A loan payment calculator computes monthly payments, installments and interest rates of your loan. The purpose of this calculator is to lessen your financial burden and create a balance in your payments according to your wages. This calculator can be used with federal education and most private loans.
When this calculator is used, it is thought that the interest rate remains the same throughout the life of the loan. Another assumption made is that the installments will be constant throughout the period of the loan. Although the results are not as accurate as they are assumed to be, the main purpose is to recover the average arrived at by the calculator. Some of the alternate payments are lesser than expected while others are higher.
Variable Interest Rates
Many popular educational loans like Stafford and Plus have variable interest rates. Generally, the broker through whom you are going to get your loan suggests the interest rate suitable for you. For instance, suggested interest rates are 8.25% for Stafford and 9% for PLUS currently. These are the maximum interest rates you will pay for these loans. Perkins has a fixed interest rate of 5%.

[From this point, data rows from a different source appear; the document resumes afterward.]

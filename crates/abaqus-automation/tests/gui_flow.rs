//! End-to-end flows through `GuiAutomator` against the mock backend.

use std::path::Path;
use std::sync::atomic::Ordering;
use std::sync::Arc;

use abaqus_automation::config::{Delays, GuiConfig};
use abaqus_automation::errors::AutomationError;
use abaqus_automation::mock::{MockBackend, MockConnection, MockElement};
use abaqus_automation::{ControlRole, GuiAutomator};

struct Gui {
    backend: Arc<MockBackend>,
    main: Arc<MockElement>,
    connection: Arc<MockConnection>,
}

fn running_abaqus() -> Gui {
    let main = MockElement::new(ControlRole::Window, "Abaqus/CAE 2024 -- Model-1").shared();
    let connection = MockConnection::new(Arc::clone(&main));
    let backend = MockBackend::new();
    backend.add_window(
        42,
        "Abaqus/CAE 2024 -- Model-1",
        Some("abaqus_cae.exe"),
        Arc::clone(&connection),
    );
    Gui {
        backend,
        main,
        connection,
    }
}

fn automator(gui: &Gui) -> GuiAutomator {
    GuiAutomator::new(
        gui.backend.clone(),
        GuiConfig::default().with_delays(Delays::zero()),
    )
}

fn run_script_dialog() -> (Arc<MockElement>, Arc<MockElement>, Arc<MockElement>) {
    let edit = MockElement::new(ControlRole::Edit, "File &name:").shared();
    let ok = MockElement::new(ControlRole::Button, "OK").shared();
    let dialog = MockElement::new(ControlRole::Window, "Run Script")
        .with_child(Arc::clone(&edit))
        .with_child(Arc::clone(&ok))
        .shared();
    (dialog, edit, ok)
}

#[test]
fn script_submission_types_a_temp_path_and_cleans_it_up() {
    let gui = running_abaqus();
    let (dialog, edit, ok) = run_script_dialog();
    gui.connection.set_top(Some(dialog));

    let summary = automator(&gui)
        .execute_script("print('hello from abaqus')")
        .unwrap();

    assert!(summary.contains("submitted"));
    assert!(summary.contains("File -> Run Script..."));

    let typed = edit.entered_text.lock().unwrap().clone().unwrap();
    assert!(typed.ends_with(".py"));
    assert!(typed.contains("abaqus_script_"));
    // the script file must not outlive the submission
    assert!(!Path::new(&typed).exists());
    assert_eq!(ok.invoked.load(Ordering::SeqCst), 1);
    assert_eq!(
        gui.main.menu_selections.lock().unwrap().as_slice(),
        &[vec!["File".to_string(), "Run Script...".to_string()]]
    );
}

#[test]
fn missing_dialog_fails_without_touching_any_control() {
    let gui = running_abaqus();
    let mut automator = automator(&gui);

    let err = automator.execute_script("print(1)").unwrap_err();
    assert!(matches!(err, AutomationError::DialogNotFound(_)));

    // the menu was driven, but nothing was typed or clicked anywhere
    assert_eq!(gui.main.menu_selections.lock().unwrap().len(), 1);
    assert!(gui.main.entered_text.lock().unwrap().is_none());
    assert_eq!(gui.main.invoked.load(Ordering::SeqCst), 0);
}

#[test]
fn dialog_failure_keeps_the_cached_window_session() {
    let gui = running_abaqus();
    gui.main.add_child(
        MockElement::new(ControlRole::Pane, "")
            .with_class("FXWindow")
            .with_bounds(640, 180)
            .with_text_blocks(vec![vec!["Abaqus License"]])
            .shared(),
    );
    let mut automator = automator(&gui);

    automator.execute_script("print(1)").unwrap_err();
    automator.read_message_log().unwrap();

    // one enumeration total: the dialog failure did not drop the session
    assert_eq!(gui.backend.enumerations.load(Ordering::SeqCst), 1);
}

#[test]
fn control_failure_closes_the_dialog() {
    let gui = running_abaqus();
    // a dialog with an input but no button at all
    let edit = MockElement::new(ControlRole::Edit, "File &name:").shared();
    let dialog = MockElement::new(ControlRole::Window, "Run Script")
        .with_child(edit)
        .shared();
    gui.connection.set_top(Some(Arc::clone(&dialog)));

    let err = automator(&gui).execute_script("print(1)").unwrap_err();
    assert!(matches!(err, AutomationError::ControlNotFound(_)));
    assert!(dialog.closed.load(Ordering::SeqCst));
}

#[test]
fn dialog_found_via_child_window_search_when_backend_misreports() {
    let gui = running_abaqus();
    let (dialog, edit, _ok) = run_script_dialog();
    // neither top nor active window is set; only the child search can win
    gui.main.add_child(dialog);

    automator(&gui).execute_script("print(1)").unwrap();
    assert!(edit.entered_text.lock().unwrap().is_some());
}

#[test]
fn log_reads_are_banner_wrapped_and_repeatable() {
    let gui = running_abaqus();
    gui.main.add_child(
        MockElement::new(ControlRole::Pane, "")
            .with_class("FXWindow")
            .with_bounds(800, 200)
            .with_text_blocks(vec![vec!["Job Job-1: Analysis Input File Processor completed"]])
            .shared(),
    );
    let mut automator = automator(&gui);

    let first = automator.read_message_log().unwrap();
    assert!(first.starts_with("Message Log Content"));
    assert!(first.contains("Job Job-1: Analysis Input File Processor completed"));
    assert_eq!(first, automator.read_message_log().unwrap());
}

#[test]
fn closed_window_is_rediscovered_on_the_next_call() {
    let gui = running_abaqus();
    gui.main.add_child(
        MockElement::new(ControlRole::Pane, "")
            .with_class("FXWindow")
            .with_bounds(800, 200)
            .with_text_blocks(vec![vec!["ready"]])
            .shared(),
    );
    let mut automator = automator(&gui);

    automator.read_message_log().unwrap();
    gui.main.set_exists(false);
    let err = automator.read_message_log().unwrap_err();
    assert!(matches!(err, AutomationError::TargetNotFound(_)));

    gui.main.set_exists(true);
    automator.read_message_log().unwrap();
    assert!(gui.backend.enumerations.load(Ordering::SeqCst) >= 2);
}
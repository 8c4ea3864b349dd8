use crate::error::PulseError;
use log::debug;
use serialport::{ErrorKind, SerialPort};
use std::ffi::OsStr;
use std::time::Duration;

/// How long DTR is held asserted.
pub const PULSE_WIDTH: Duration = Duration::from_millis(500);

/// Line speed used to open the port. Only the control lines are touched, so
/// this never reaches the wire.
pub const DEFAULT_BAUD_RATE: u32 = 9_600;

#[derive(Debug, Clone, PartialEq, Eq)]
pub struct PulseConfig {
    pub port_name: String,
    pub baud_rate: u32,
}

impl PulseConfig {
    pub fn new(port_name: impl Into<String>) -> Self {
        Self {
            port_name: port_name.into(),
            baud_rate: DEFAULT_BAUD_RATE,
        }
    }

    /// Builds a config from a raw command-line path. The serial library only
    /// takes UTF-8 names, so anything else is reported as an open failure.
    pub fn from_os_str(port_name: &OsStr) -> Result<Self, PulseError> {
        match port_name.to_str() {
            Some(name) => Ok(Self::new(name)),
            None => Err(PulseError::Open {
                port: port_name.to_string_lossy().into_owned(),
                source: serialport::Error::new(
                    ErrorKind::NoDevice,
                    "device path is not valid UTF-8",
                ),
            }),
        }
    }
}

#[derive(Debug, Clone, PartialEq, Eq)]
pub struct PulseReport {
    pub port_name: String,
    pub pulse_width: Duration,
}

/// A handle whose DTR output can be driven.
pub trait DtrLine {
    fn set_dtr(&mut self, level: bool) -> Result<(), serialport::Error>;
}

impl DtrLine for Box<dyn SerialPort> {
    fn set_dtr(&mut self, level: bool) -> Result<(), serialport::Error> {
        self.write_data_terminal_ready(level)
    }
}

/// Opens `cfg.port_name` with the library defaults (8N1, no flow control).
pub fn open_port(cfg: &PulseConfig) -> Result<Box<dyn SerialPort>, PulseError> {
    debug!("opening {} at {} baud", cfg.port_name, cfg.baud_rate);
    serialport::new(&cfg.port_name, cfg.baud_rate)
        .open()
        .map_err(|source| {
            debug!("available ports: {:?}", port_names());
            PulseError::Open {
                port: cfg.port_name.clone(),
                source,
            }
        })
}

/// Drives DTR high, holds it for `width`, then drives it low.
///
/// If asserting fails nothing else is attempted.
pub fn pulse_dtr<L: DtrLine + ?Sized>(line: &mut L, width: Duration) -> Result<(), PulseError> {
    debug!("DTR high");
    line.set_dtr(true)
        .map_err(|source| PulseError::SetDtr { level: true, source })?;

    std::thread::sleep(width);

    debug!("DTR low");
    line.set_dtr(false)
        .map_err(|source| PulseError::SetDtr { level: false, source })
}

/// Opens the port, pulses DTR for [`PULSE_WIDTH`] and closes the port again.
pub fn reset_board(cfg: &PulseConfig) -> Result<PulseReport, PulseError> {
    let mut port = open_port(cfg)?;
    pulse_dtr(&mut port, PULSE_WIDTH)?;
    drop(port);
    debug!("closed {}", cfg.port_name);

    Ok(PulseReport {
        port_name: cfg.port_name.clone(),
        pulse_width: PULSE_WIDTH,
    })
}

fn port_names() -> Vec<String> {
    serialport::available_ports()
        .unwrap_or_default()
        .into_iter()
        .map(|info| info.port_name)
        .collect()
}
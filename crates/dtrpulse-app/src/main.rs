mod args;

use anyhow::{Context, Result};
use dtrpulse_core::{reset_board, PulseConfig};
use env_logger::Env;
use log::{debug, info};
use std::process::ExitCode;

const USAGE_MESSAGE: &str = "Please specify a port";

/// Exit status for a bad command line, -1 as an unsigned byte.
const USAGE_EXIT_CODE: u8 = 255;

fn main() -> Result<ExitCode> {
    env_logger::Builder::from_env(Env::default().default_filter_or("warn")).init();

    let args = match args::parse(std::env::args_os()) {
        Ok(args) => args,
        Err(e) if e.is_informational() => {
            e.print()?;
            return Ok(ExitCode::SUCCESS);
        }
        Err(e) => {
            debug!("rejected command line: {e}");
            println!("{USAGE_MESSAGE}");
            return Ok(ExitCode::from(USAGE_EXIT_CODE));
        }
    };

    let report = PulseConfig::from_os_str(&args.port)
        .and_then(|cfg| reset_board(&cfg))
        .inspect_err(|e| debug!("serial error kind: {:?}", e.kind()))
        .with_context(|| {
            format!("could not reset board on {}", args.port.to_string_lossy())
        })?;
    info!(
        "pulsed DTR on {} for {:?}",
        report.port_name, report.pulse_width
    );

    Ok(ExitCode::SUCCESS)
}
//! Character profile loader.
//!
//! A profile is one character build: raw stats, invested skill points and
//! the catalog ids of what is currently equipped, perked and buffed.

use std::collections::BTreeMap;
use std::path::Path;

use aoplan_core::{
    ActorStats, BonusAggregator, BonusBreakdown, BonusSource, Catalog, EntryId, SkillComponents,
    SourceKind, StatId,
};
use serde::{Deserialize, Serialize};

use crate::loaders::{LoadResult, read_file};

/// A character build as stored in `profiles/<name>.ron`.
#[derive(Debug, Clone, Default, PartialEq, Eq, Serialize, Deserialize)]
pub struct Profile {
    pub name: String,
    /// Raw stat values (level, profession, breed, expansion, ...).
    #[serde(default)]
    pub stats: ActorStats,
    /// Skills the character has invested in.
    #[serde(default)]
    pub skills: BTreeMap<StatId, SkillComponents>,
    #[serde(default)]
    pub equipped: Vec<EntryId>,
    #[serde(default)]
    pub perks: Vec<EntryId>,
    #[serde(default)]
    pub buffs: Vec<EntryId>,
}

impl Profile {
    /// Active bonus sources of this profile, equipment first, then perks,
    /// then buffs. Ids missing from `catalog` are logged and skipped.
    pub fn bonus_sources(&self, catalog: &Catalog) -> Vec<BonusSource> {
        let groups = [
            (&self.equipped, SourceKind::Equipment),
            (&self.perks, SourceKind::Perk),
            (&self.buffs, SourceKind::Buff),
        ];

        let mut sources = Vec::new();
        for (ids, kind) in groups {
            let (found, missing) = catalog.bonus_sources(ids, kind);
            for id in missing {
                tracing::warn!(
                    "Profile '{}' lists {} entry {} which is not in the catalog",
                    self.name,
                    kind,
                    id
                );
            }
            sources.extend(found);
        }
        sources
    }

    /// Per-kind bonus totals of this profile.
    pub fn breakdown(&self, catalog: &Catalog, aggregator: &BonusAggregator) -> BonusBreakdown {
        aggregator.breakdown(&self.bonus_sources(catalog))
    }

    /// Stats used for requirement checks: raw stats with every invested
    /// skill replaced by its effective total.
    pub fn actor_stats(&self, breakdown: &BonusBreakdown) -> ActorStats {
        let mut stats = self.stats.clone();
        for (&stat, components) in &self.skills {
            stats.set(stat, components.total_with(stat, breakdown));
        }
        stats
    }
}

/// Loader for character profiles from RON files.
pub struct ProfileLoader;

impl ProfileLoader {
    pub fn load(path: &Path) -> LoadResult<Profile> {
        let content = read_file(path, "profile")?;
        let profile = Self::parse(&content)
            .map_err(|e| anyhow::anyhow!("Failed to parse profile {}: {}", path.display(), e))?;

        tracing::debug!(
            "Loaded profile '{}' ({} stats, {} skills, {} sources)",
            profile.name,
            profile.stats.len(),
            profile.skills.len(),
            profile.equipped.len() + profile.perks.len() + profile.buffs.len()
        );
        Ok(profile)
    }

    pub fn parse(content: &str) -> LoadResult<Profile> {
        Ok(ron::from_str(content)?)
    }
}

Contingent Payments In Loans
Certain payments are not sure to occur. These are known as contingent payments or contingent income. Graduated and contingent payments reduce the average of the calculated amount.
Available Loan Calculators
You can find these loan calculators on websites of different loan providers. An easy method of observing the variation in different loans is to enter the minimum and the maximum amounts in the calculator. By doing so, you can get an idea of the difference in the installments of the loan.
Advantages And Disadvantages
Loan calculators do reduce the burden on a prospective borrower by presenting an immediate picture of what to expect. Loan payments can be calculated quickly and conveniently. Interest rate effects can actually be seen on payments beforehand. A calculator can help a prospective borrower plan ahead and save accordingly for the payments. It is easier to envisage the long term costs of a loan using a calculator. Such costs are sometimes ignored since the initial payment terms are very reasonable. This can also happen when fine print is ignored. These calculators can also be used to calculate the effects of different payment scenarios. One can insert different possible figures available for property and income and calculate the amount of expected monthly payments. Possible downside of using these calculators can be the absence of personal contact. Certain aspects may be ignored and the prospective borrower may end up with an unrealistic picture of what to expect.
Since most loan calculators have limited input criteria, a payment calculated this way might not be a reflection of actual circumstances of the individual borrower. These aspects usually surface when a borrower actually visits a lender and asks questions. It is safe to say that one should investigate further after using one of these calculators.